Wednesday, August 10, 2016

Selective forgiveness

Tell me that we need mercy and understanding for sinners - with an eye on anti-white BLM thugs, LGBT activists and abortionists - and I'll follow suit. But I'll do so, first, to the racists, the sexists, and the porn consumers. Once I've confirmed that mercy, forgiveness and understanding is meant to be applied to all sinners in this Step 1, I'll proceed to the Step 2, of applying it to the thugs, activists and abortionists.

So far, Step 1 has yet to go off without a hitch. It turns out that understand, forgiveness and tolerance is to be applied extraordinarily selectively. Imagine that.


Valtandor Nought said...

And when they are applied, no doubt, it's with a view to not only refusing to punish or exclude the sinner, but also not even insisting on confession and repentance.

Why, it's almost as if the only socially approved form of "mercy, forgiveness and understanding" is a repeal, in practice if not on paper, of the passages in Scripture (and Church teaching for the Catholics) that condemn the actions and attitudes involved.

Crude said...

Yeah, that's a great way to put it. It's not mercy, it's a repeal. It's not forgiveness, it's a denial of wrongdoing under a fake name.

Mike said...


I've quoted this passage before, but it seems appropriate to the topic of "selective forgiveness":

"I wouldn't touch him with a barge-pole myself," said Mallow.

"There is a limit to human charity," said Lady Outram, trembling all over.

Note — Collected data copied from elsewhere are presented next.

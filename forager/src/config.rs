use macroquad::prelude::Conf;
use serde::Deserialize;

// Window constants
pub const DEFAULT_WINDOW_WIDTH: f32 = 1280.0;
pub const DEFAULT_WINDOW_HEIGHT: f32 = 720.0;

/// Full parameter set for one simulation instance. Loaded from a TOML file
/// with per-field defaults, then overridden by CLI flags.
#[derive(Deserialize, Debug, Clone)]
#[serde(default)]
pub struct SimulationConfig {
    /// World extent hint used by the camera (the arena spans ±arena_size/2).
    pub arena_size: f32,
    /// Fixed logic/physics steps per second.
    pub tick_rate: u32,
    /// Render and throttle to the display, or run batch and unthrottled.
    pub realtime: bool,
    /// Simulated-seconds budget for batch runs. `None` runs until the
    /// environment signals completion.
    pub max_sim_seconds: Option<f32>,

    // Colony composition
    pub robot_count: u32,
    pub battery_mass: f32,
    pub motor_mass: f32,
    pub ignore_battery: bool,
    pub robot_collision: bool,

    // Sensor ranges
    pub num_lidar_rays: usize,
    pub lidar_range: f32,
    pub light_range: f32,
    pub comms_range: f32,

    // Waypoint grid
    pub waypoint_spacing: f32,
    pub waypoint_cols: u32,
    pub waypoint_rows: u32,
    /// Nodes within this distance of the origin are flagged homebase.
    pub homebase_threshold: f32,
    /// Side length of the homebase drop-off region at the origin.
    pub homebase_size: f32,

    // Resource field (annulus around home)
    pub resource_count: u32,
    pub resource_radius: f32,
    pub resource_min_dist: f32,
    pub resource_max_dist: f32,
}

impl Default for SimulationConfig {
    fn default() -> Self {
        Self {
            arena_size: 2200.0,
            tick_rate: 60,
            realtime: true,
            max_sim_seconds: None,
            robot_count: 10,
            battery_mass: 15.0,
            motor_mass: 1.0,
            ignore_battery: true,
            robot_collision: false,
            num_lidar_rays: 8,
            lidar_range: 50.0,
            light_range: 300.0,
            comms_range: 300.0,
            waypoint_spacing: 90.0,
            waypoint_cols: 21,
            waypoint_rows: 21,
            homebase_threshold: 80.0,
            homebase_size: 75.0,
            resource_count: 10,
            resource_radius: 50.0,
            resource_min_dist: 400.0,
            resource_max_dist: 800.0,
        }
    }
}

impl SimulationConfig {
    /// Seconds per logic tick.
    pub fn delta_time(&self) -> f32 {
        1.0 / self.tick_rate.max(1) as f32
    }
}

pub fn window_conf() -> Conf {
    Conf {
        window_title: "Forager".to_owned(),
        window_width: DEFAULT_WINDOW_WIDTH as i32,
        window_height: DEFAULT_WINDOW_HEIGHT as i32,
        high_dpi: true,
        ..Default::default()
    }
}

"There is," said Father Brown dryly; "and that is the real difference between human charity and Christian charity. You must forgive me if I was not altogether crushed by your contempt for my uncharitableness to-day; or by the lectures you read me about pardon for every sinner. For it seems to me that you only pardon the sins that you don't really think sinful. You only forgive criminals when they commit what you don't regard as crimes, but rather as conventions. So you tolerate a conventional duel, just as you tolerate a conventional divorce. You forgive because there isn't anything to be forgiven."

"But, hang it all," cried Mallow, "you don't expect us to be able to pardon a vile thing like this?"

"No," said the priest; but we have to be able to pardon it."

He stood up abruptly and looked round at them.

"We have to touch such men, not with a bargepole, but with a benediction," he said. "We have to say the word that will save them from hell. We alone are left to deliver them from despair when your human charity deserts them. Go on your own primrose path pardoning all your favorite vices and being generous to your fashionable crimes; and leave us in the darkness, vampires of the night, to console those who really need consolation; who do things really indefensible, things that neither the world nor they themselves can defend; and none but a priest will pardon. Leave us with the men who commit the mean and revolting and real crimes; mean as St. Peter when the cock crew, and yet the dawn came."

-"The Secret of Father Brown", G.K. Chesterton (1927)

Crude said...

Ah, thank you, I was looking for that one for a while.

Mike said...

What you said has another aspect to it. They condemn the sin that stays in the heart more than the sin that is realized in concrete action. The racist white who nevertheless doesn't actually hurt any black people is worse than the BLM activist who violently disrupts a peaceful brunch, storms Milo's stage, etc.

Valtandor Nought said...


My perception is that it's worse than that, as the status of an action or attitude (OK or sinful) all too frequently seems to depend on who is the agent and who is the patient. The BLM activist is justified by the racism (or even just "privilege") of the "white man". "Vengeance is ours," say the perpetually aggrieved, "and we will repay!"